Entries shown section start

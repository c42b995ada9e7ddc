use serde::{Deserialize, Serialize};

use crate::model::{Lesson, StepName};
use crate::pipeline::{Phase, PipelineDefinition};

//
// ─── PROGRESS ──────────────────────────────────────────────────────────────────
//

/// Completion percentages of a lesson, each in `0..=100`.
#[derive(Debug, Clone, Copy, Default, PartialEq, Eq, Hash, Serialize, Deserialize)]
pub struct Progress {
    pub overall: u8,
    pub pre: u8,
    pub post: u8,
}

impl Progress {
    #[must_use]
    pub fn phase(&self, phase: Phase) -> u8 {
        match phase {
            Phase::Pre => self.pre,
            Phase::Post => self.post,
        }
    }
}

/// Derive per-phase and overall completion from a lesson's step flags.
///
/// Pure and idempotent. Percentages are rounded half-up.
///
/// # Examples
///
/// ```
/// # use lesson_core::model::{Lesson, LessonFields, RowIndex, StepMap, StepName};
/// # use lesson_core::pipeline::PipelineDefinition;
/// # use lesson_core::progress::compute_progress;
/// let pipeline = PipelineDefinition::new(["A", "B", "C"], ["D"], Vec::<&str>::new())?;
/// let mut pre = StepMap::new();
/// pre.insert(StepName::new("A"), true);
/// let lesson = Lesson::new(&pipeline, RowIndex::new(1), LessonFields::default(), pre, StepMap::new())?;
///
/// let progress = compute_progress(&pipeline, &lesson);
/// assert_eq!(progress.pre, 33);
/// assert_eq!(progress.post, 0);
/// assert_eq!(progress.overall, 25);
/// # Ok::<(), Box<dyn std::error::Error>>(())
/// ```
#[must_use]
pub fn compute_progress(pipeline: &PipelineDefinition, lesson: &Lesson) -> Progress {
    let pre_checked = lesson.checked_count(pipeline, Phase::Pre);
    let post_checked = lesson.checked_count(pipeline, Phase::Post);

    Progress {
        overall: percent(pre_checked + post_checked, pipeline.total_steps()),
        pre: percent(pre_checked, pipeline.pre_steps().len()),
        post: percent(post_checked, pipeline.post_steps().len()),
    }
}

/// `round(100 * part / total)` with halves rounded up.
///
/// `total` is never zero for a constructed pipeline; a zero total yields 0.
#[must_use]
pub fn percent(part: usize, total: usize) -> u8 {
    if total == 0 {
        return 0;
    }
    let part = part.min(total);
    let rounded = (200 * part + total) / (2 * total);
    u8::try_from(rounded).unwrap_or(100)
}

/// Average of a sequence of percentages, rounded half-up; 0 when empty.
#[must_use]
pub fn average_percent(values: impl IntoIterator<Item = u8>) -> u8 {
    let (sum, count) = values
        .into_iter()
        .fold((0_usize, 0_usize), |(sum, count), v| (sum + usize::from(v), count + 1));
    if count == 0 {
        return 0;
    }
    let rounded = (2 * sum + count) / (2 * count);
    u8::try_from(rounded).unwrap_or(100)
}

//
// ─── NEXT / LAST STEP ──────────────────────────────────────────────────────────
//

/// A step located in the pipeline.
#[derive(Debug, Clone, PartialEq, Eq, Hash, Serialize)]
pub struct PipelineStep {
    pub phase: Phase,
    pub step: StepName,
}

/// First unchecked step over pre ++ post, or `None` when every step is done.
///
/// This is the "stuck point" shown to users and the unit of bottleneck counting.
#[must_use]
pub fn next_pending_step(pipeline: &PipelineDefinition, lesson: &Lesson) -> Option<PipelineStep> {
    pipeline
        .ordered()
        .find(|(phase, step)| !lesson.is_checked(*phase, step.as_str()))
        .map(|(phase, step)| PipelineStep {
            phase,
            step: step.clone(),
        })
}

/// Last checked step in pipeline order, or `None` if nothing is checked.
#[must_use]
pub fn last_completed_step(pipeline: &PipelineDefinition, lesson: &Lesson) -> Option<PipelineStep> {
    pipeline
        .ordered()
        .filter(|(phase, step)| lesson.is_checked(*phase, step.as_str()))
        .last()
        .map(|(phase, step)| PipelineStep {
            phase,
            step: step.clone(),
        })
}

//
// ─── PHASE OVERVIEW ────────────────────────────────────────────────────────────
//

#[derive(Debug, Clone, Copy, PartialEq, Eq, Serialize)]
#[serde(rename_all = "camelCase")]
pub enum PhaseStatus {
    Pending,
    Active,
    Completed,
}

#[derive(Debug, Clone, PartialEq, Eq, Serialize)]
pub struct PhaseState {
    pub phase: Phase,
    pub status: PhaseStatus,
    pub checked: usize,
    pub total: usize,
}

/// The step a lesson is currently working on, with its phase tally.
#[derive(Debug, Clone, PartialEq, Eq, Serialize)]
pub struct CurrentStep {
    pub step: StepName,
    pub phase: Phase,
    pub done: usize,
    pub total: usize,
}

#[derive(Debug, Clone, PartialEq, Eq, Serialize)]
pub struct PhaseOverview {
    pub phases: Vec<PhaseState>,
    pub current_step: Option<CurrentStep>,
}

/// Per-phase status badges plus the step in progress.
#[must_use]
pub fn phase_overview(pipeline: &PipelineDefinition, lesson: &Lesson) -> PhaseOverview {
    let phases = Phase::ALL
        .iter()
        .map(|&phase| {
            let total = pipeline.steps(phase).len();
            let checked = lesson.checked_count(pipeline, phase);
            let status = if checked == 0 {
                PhaseStatus::Pending
            } else if checked == total {
                PhaseStatus::Completed
            } else {
                PhaseStatus::Active
            };
            PhaseState {
                phase,
                status,
                checked,
                total,
            }
        })
        .collect();

    let current_step = next_pending_step(pipeline, lesson).map(|next| CurrentStep {
        done: lesson.checked_count(pipeline, next.phase),
        total: pipeline.steps(next.phase).len(),
        step: next.step,
        phase: next.phase,
    });

    PhaseOverview {
        phases,
        current_step,
    }
}

//
// ─── TESTS ─────────────────────────────────────────────────────────────────────
//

Entries shown section end

● **Prompt**
Referring to the material above, set down exactly the lines between the line with "if count == 0" and the line with "pub struct PipelineStep", inclusive, and no other lines.

● **Completed task**
    if count == 0 {
        return 0;
    }
    let rounded = (2 * sum + count) / (2 * count);
    u8::try_from(rounded).unwrap_or(100)
}

//
// ─── NEXT / LAST STEP ──────────────────────────────────────────────────────────
//

/// A step located in the pipeline.
#[derive(Debug, Clone, PartialEq, Eq, Hash, Serialize)]
pub struct PipelineStep {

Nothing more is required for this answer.